Grup Google dan berbagi dengan domain terbatas

Jika batasan domain diterapkan di organisasi Anda, Anda mungkin tidak dapat memberikan peran ke grup Google yang baru dibuat, meskipun grup tersebut termasuk dalam domain yang diizinkan. Hal ini karena diperlukan waktu hingga 24 jam agar grup dapat diterapkan sepenuhnya Google Cloud. Jika Anda tidak dapat memberikan peran ke grup Google yang baru dibuat, tunggu selama 24 jam, lalu coba lagi.

Selain itu, saat mengevaluasi apakah suatu grup termasuk dalam domain yang diizinkan, IAM hanya mengevaluasi domain grup tersebut.
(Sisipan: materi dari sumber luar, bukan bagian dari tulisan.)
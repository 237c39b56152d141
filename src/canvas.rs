// The persistent drawing surface.
// Created once, never resized; strokes and `clear` mutate it in place.
// Visual: the white sheet you see at half strength over the camera,
// with the color swatches along its top edge.

use crate::palette::Palette;
use crate::types::{Color, FrameBuffer};

/// Everything ever drawn, plus the palette band.
/// Nothing but strokes and `clear` writes here; the display blend only reads it.
pub struct Canvas {
    fb: FrameBuffer,
    background: Color,
    header_height: usize, // rows owned by the palette; `clear` leaves them alone
}

impl Canvas {
    /// A background-filled canvas with the palette painted into its header band.
    pub fn new(width: usize, height: usize, background: Color, palette: &Palette) -> Self {
        // 1) Blank sheet.
        // 2) Swatches on top, so they show through the blend like any ink.
        let mut fb = FrameBuffer::new(width, height, background);
        palette.paint(&mut fb);
        Self { fb, background, header_height: palette.header_height() }
    }

    pub fn width(&self) -> usize {
        self.fb.width
    }

    pub fn height(&self) -> usize {
        self.fb.height
    }

    /// Rows at the top that belong to the palette.
    pub fn header_height(&self) -> usize {
        self.header_height
    }

    pub fn pixels(&self) -> &FrameBuffer {
        &self.fb
    }

    pub fn pixels_mut(&mut self) -> &mut FrameBuffer {
        &mut self.fb
    }

    /// Wipe everything below the palette band back to the background.
    /// Visual: all strokes vanish at once; the swatches stay put.
    /// Clearing an already clear canvas changes nothing.
    pub fn clear(&mut self) {
        let h = self.fb.height;
        self.fb.fill_rows(self.header_height, h, self.background);
    }
}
Fitur ini tidak mengevaluasi domain anggota grup mana pun. Akibatnya, administrator project dapat melewati batasan domain dengan menambahkan anggota dari luar ke grup Google, lalu memberikan peran ke grup Google tersebut.

Untuk memastikan bahwa administrator project tidak dapat melewati batasan domain, administrator Google Workspace harus memastikan bahwa pemilik grup tidak dapat mengizinkan anggota dari luar domain di panel administrator Google Workspace.

ID resource organisasi versus ID pelanggan Google Workspace

Jika Anda menggunakan batasan terkelola lama iam.allowedPolicyMemberDomains untuk menerapkan berbagi yang dibatasi domain, Anda dapat membatasi akses berdasarkan ID resource organisasi atau ID pelanggan Google Workspace.

Menggunakan ID resource organisasi Anda memungkinkan akun utama berikut diberi peran di organisasi Anda:

Semua workforce identity pool di organisasi Anda
Semua akun layanan dan workload identity pool dalam project apa pun di organisasi
Semua agen layanan yang terkait dengan resource di organisasi Anda

Menggunakan ID pelanggan Google Workspace Anda memungkinkan pokok keamanan berikut diberi peran di organisasi Anda:

Semua identitas di semua domain, termasuk subdomain, yang terkait dengan ID pelanggan Google Workspace Anda
Semua workforce identity pool di organisasi Anda
Semua akun layanan dan workload identity pool dalam project apa pun di organisasi
Semua agen layanan yang terkait dengan resource di organisasi Anda.

Jika Anda ingin menerapkan berbagi dengan batasan domain untuk subdomain tertentu, Anda harus membuat akun Google Workspace terpisah untuk setiap subdomain. Untuk informasi selengkapnya tentang cara mengelola beberapa akun Google Workspace, lihat Mengelola beberapa organisasi.